Sondheim’s eight Tony Awards for his lyrics and music surpassed the total of any other composer. In 2008 he also won a Special Tony Award for Lifetime Achievement.

He started early, learning the art of musical theater when he was a teenager from his mentor Oscar Hammerstein II, the legendary lyricist behind “The Sound of Music.”

“Hamilton” creator Lin-Manuel Miranda, who was in turn mentored by Sondheim, has called him musical theater’s greatest lyricist.

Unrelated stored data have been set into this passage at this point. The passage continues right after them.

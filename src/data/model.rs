use std::collections::BTreeMap;
use std::fmt;

// ---------------------------------------------------------------------------
// CellValue – a single cell of a parsed CSV entry
// ---------------------------------------------------------------------------

/// Markers read as a missing value (the pandas `read_csv` defaults).
pub const NULL_MARKERS: &[&str] = &[
    "", "#N/A", "#N/A N/A", "#NA", "-1.#IND", "-1.#QNAN", "-NaN", "-nan",
    "1.#IND", "1.#QNAN", "<NA>", "N/A", "NA", "NULL", "NaN", "None", "n/a",
    "nan", "null",
];

/// A dynamically-typed cell value, inferred from the raw CSV text.
#[derive(Debug, Clone, PartialEq)]
pub enum CellValue {
    String(String),
    Integer(i64),
    Float(f64),
    Bool(bool),
    Null,
}

impl fmt::Display for CellValue {
    fn fmt(&self, f: &mut fmt::Formatter<'_>) -> fmt::Result {
        match self {
            CellValue::String(s) => write!(f, "{s}"),
            CellValue::Integer(i) => write!(f, "{i}"),
            CellValue::Float(v) => write!(f, "{v:?}"),
            CellValue::Bool(b) => write!(f, "{b}"),
            CellValue::Null => write!(f, "<null>"),
        }
    }
}

impl CellValue {
    /// Infer the type of a raw CSV field.
    ///
    /// Surrounding whitespace is ignored for numbers, booleans and missing
    /// markers; text cells keep it.
    pub fn parse(raw: &str) -> Self {
        let s = raw.trim();
        if NULL_MARKERS.contains(&s) {
            return CellValue::Null;
        }
        if let Ok(i) = s.parse::<i64>() {
            return CellValue::Integer(i);
        }
        if let Ok(f) = s.parse::<f64>() {
            return CellValue::Float(f);
        }
        match s {
            "True" | "true" | "TRUE" => CellValue::Bool(true),
            "False" | "false" | "FALSE" => CellValue::Bool(false),
            _ => CellValue::String(raw.to_string()),
        }
    }

    /// Try to interpret the value as an `f64`.
    pub fn as_f64(&self) -> Option<f64> {
        match self {
            CellValue::Float(v) => Some(*v),
            CellValue::Integer(i) => Some(*i as f64),
            _ => None,
        }
    }

    pub fn is_null(&self) -> bool {
        matches!(self, CellValue::Null)
    }
}

// ---------------------------------------------------------------------------
// Table – one parsed archive entry
// ---------------------------------------------------------------------------

/// Column-major table with row-aligned columns, in header order.
#[derive(Debug, Clone, Default)]
pub struct Table {
    /// Column names in header order.
    pub column_names: Vec<String>,
    columns: BTreeMap<String, Vec<CellValue>>,
    row_count: usize,
}

impl Table {
    /// Build a table from a header and row-major records.
    ///
    /// Every row must already be exactly `column_names.len()` cells wide.
    pub fn from_rows(column_names: Vec<String>, rows: Vec<Vec<CellValue>>) -> Self {
        let row_count = rows.len();
        let mut cols: Vec<Vec<CellValue>> = column_names
            .iter()
            .map(|_| Vec::with_capacity(row_count))
            .collect();
        for row in rows {
            debug_assert_eq!(row.len(), column_names.len());
            for (col, cell) in cols.iter_mut().zip(row) {
                col.push(cell);
            }
        }
        let columns = column_names.iter().cloned().zip(cols).collect();
        Table {
            column_names,
            columns,
            row_count,
        }
    }

    /// Number of data rows.
    pub fn len(&self) -> usize {
        self.row_count
    }

    pub fn column(&self, name: &str) -> Option<&[CellValue]> {
        self.columns.get(name).map(Vec::as_slice)
    }

    pub fn has_column(&self, name: &str) -> bool {
        self.columns.contains_key(name)
    }

    /// Whether every non-missing cell of the column is a number.
    ///
    /// An all-missing column counts as numeric. `None` when absent.
    pub fn is_numeric(&self, name: &str) -> Option<bool> {
        self.column(name).map(|cells| {
            cells
                .iter()
                .all(|c| c.is_null() || c.as_f64().is_some())
        })
    }

    /// The column's numbers with missing cells dropped.
    pub fn numeric_values(&self, name: &str) -> Option<Vec<f64>> {
        self.column(name)
            .map(|cells| cells.iter().filter_map(CellValue::as_f64).collect())
    }
}

// ---------------------------------------------------------------------------
// TableSet – every table of an archive, in load order
// ---------------------------------------------------------------------------

/// Insertion-ordered mapping of entry base-name → table.
#[derive(Debug, Clone, Default)]
pub struct TableSet {
    entries: Vec<(String, Table)>,
}

impl TableSet {
    /// Insert a table. A repeated name replaces the table in place and keeps
    /// its original position.
    pub fn insert(&mut self, name: String, table: Table) {
        match self.entries.iter_mut().find(|(n, _)| *n == name) {
            Some(slot) => slot.1 = table,
            None => self.entries.push((name, table)),
        }
    }

    pub fn get(&self, name: &str) -> Option<&Table> {
        self.entries
            .iter()
            .find(|(n, _)| n == name)
            .map(|(_, t)| t)
    }

    pub fn iter(&self) -> impl Iterator<Item = (&str, &Table)> {
        self.entries.iter().map(|(n, t)| (n.as_str(), t))
    }

    pub fn names(&self) -> Vec<&str> {
        self.entries.iter().map(|(n, _)| n.as_str()).collect()
    }

    pub fn len(&self) -> usize {
        self.entries.len()
    }
}

#[cfg(test)]
mod tests {
    use super::*;

    #[test]
    fn cell_inference() {
        assert_eq!(CellValue::parse("42"), CellValue::Integer(42));
        assert_eq!(CellValue::parse(" 2.5 "), CellValue::Float(2.5));
        assert_eq!(CellValue::parse(""), CellValue::Null);
        assert_eq!(CellValue::parse("NaN"), CellValue::Null);
        assert_eq!(CellValue::parse("True"), CellValue::Bool(true));
        assert_eq!(
            CellValue::parse("Aruba"),
            CellValue::String("Aruba".to_string())
        );
    }

    #[test]
    fn text_cells_keep_whitespace() {
        assert_eq!(
            CellValue::parse(" Aruba"),
            CellValue::String(" Aruba".to_string())
        );
        assert_ne!(CellValue::parse(" Aruba"), CellValue::parse("Aruba"));
    }

    #[test]
    fn whole_floats_display_with_a_fraction() {
        assert_eq!(CellValue::Float(2.0).to_string(), "2.0");
        assert_eq!(CellValue::Float(2.5).to_string(), "2.5");
        assert_eq!(CellValue::Integer(2).to_string(), "2");
    }

    #[test]
    fn table_columns_are_row_aligned() {
        let t = Table::from_rows(
            vec!["name".into(), "pop".into()],
            vec![
                vec![CellValue::parse("A"), CellValue::parse("10")],
                vec![CellValue::parse("B"), CellValue::Null],
            ],
        );
        assert_eq!(t.len(), 2);
        assert_eq!(t.column("name").unwrap().len(), 2);
        assert_eq!(t.column("pop").unwrap().len(), 2);
        assert_eq!(t.is_numeric("pop"), Some(true));
        assert_eq!(t.is_numeric("name"), Some(false));
        assert_eq!(t.is_numeric("missing"), None);
        assert_eq!(t.numeric_values("pop"), Some(vec![10.0]));
    }

    #[test]
    fn all_missing_column_is_numeric() {
        let t = Table::from_rows(vec!["2024".into()], vec![vec![CellValue::Null]]);
        assert_eq!(t.is_numeric("2024"), Some(true));
        assert_eq!(t.numeric_values("2024"), Some(vec![]));
    }

    #[test]
    fn duplicate_name_keeps_first_position() {
        let mut set = TableSet::default();
        set.insert("a.csv".into(), Table::default());
        set.insert("b.csv".into(), Table::default());
        let replacement = Table::from_rows(vec!["x".into()], vec![]);
        set.insert("a.csv".into(), replacement);
        assert_eq!(set.names(), vec!["a.csv", "b.csv"]);
        assert!(set.get("a.csv").unwrap().has_column("x"));
    }
}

Sondheim’s most successful works included “Into the Woods,” which opened on Broadway in 1987 and used children’s fairy tales to untangle adult obsessions; the 1979 thriller “Sweeney Todd,” about a murderous barber in London whose victims are served as meat pies; and 1962’s “A Funny Thing Happened on the Way to the Forum,” a vaudeville-style comedy set in ancient Rome.

He also wrote the lyrics to Leonard Bernstein’s score for “West Side Story,” inspired by William Shakespeare’s “Romeo and Juliet,” and collaborated with fellow composer Jule Styne as lyricist for “Gypsy,” loosely based on the memoirs of burlesque star Gypsy Rose Lee.

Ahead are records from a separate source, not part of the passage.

mod app;
mod chart;
mod color;
mod config;
mod data;
mod error;
mod pipeline;
mod state;
mod stats;
mod ui;

use std::io::Write;

use anyhow::{Context, Result};
use clap::Parser;

use chart::ChartSet;
use config::Cli;

fn main() -> Result<()> {
    let cli = Cli::parse();

    let default_level = if cli.verbose { "debug" } else { "info" };
    env_logger::Builder::from_env(env_logger::Env::default().default_filter_or(default_level))
        .init();

    let config = cli.resolve_config().context("loading configuration")?;
    let archive = match &cli.archive {
        Some(path) => path.clone(),
        None => ui::panels::pick_archive().context("no archive selected")?,
    };

    let mut charts = ChartSet::default();
    let report = {
        let stdout = std::io::stdout();
        let mut out = stdout.lock();
        let report = pipeline::run(&config, &archive, &mut out, &mut charts)
            .with_context(|| format!("analyzing {}", archive.display()))?;
        out.flush()?;
        report
    };

    if let Some(path) = &cli.export {
        charts
            .export_json(path)
            .with_context(|| format!("writing {}", path.display()))?;
    }

    if cli.no_display || charts.is_empty() {
        return Ok(());
    }
    app::show(report.dataset_name, charts)
        .map_err(|e| anyhow::anyhow!("chart window failed: {e}"))
}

“I love the theater as much as music, and the whole idea of getting across to an audience and making them laugh, making them cry – just making them feel – is paramount to me,” Sondheim said in a 2013 interview with National Public Radio.

Several of Sondheim’s hit musicals were turned into movies, including the 2014 film “Into the Woods,” starring Meryl Streep, and the 2007 “Sweeney Todd” with Johnny Depp. A new film version of “West Side Story,” directed by Stephen Spielberg from a screenplay by Tony Kushner, opens next month.

During a guest appearance in September on the CBS “Late Show with Stephen Colbert,” Sondheim said he visited the set of Spielberg’s adaptation, and endorsed the film “as really first rate.”

Sondheim’s songs were celebrated for their sharp wit and insight into modern life and for giving voice to complex characters, but few of them made the pop charts.

‘CLOWNS’ HIT

He scored a hit, however, and one of three Grammys of his career, with “Send in the Clowns” from his 1973 musical “A Little Night Music.” It was recorded by Frank Sinatra, Sarah Vaughan and Judy Collins, among others. Sondheim also earned a best-song Academy Award in 1991 for “Sooner or Later (I Always Get My Man),” sung by Madonna in the “Dick Tracy” movie.

In 2015, President Barack Obama presented the lyricist the Presidential Medal of Freedom at a White House ceremony.

One of Sondheim’s greatest triumphs was the Pulitzer Prize he shared with composure James Lapine for the 1984 musical “Sunday in the Park with George,” about 19th-century French Neo-Impressionist artist Georges Seurat. The two also collaborated on “Into the Woods.”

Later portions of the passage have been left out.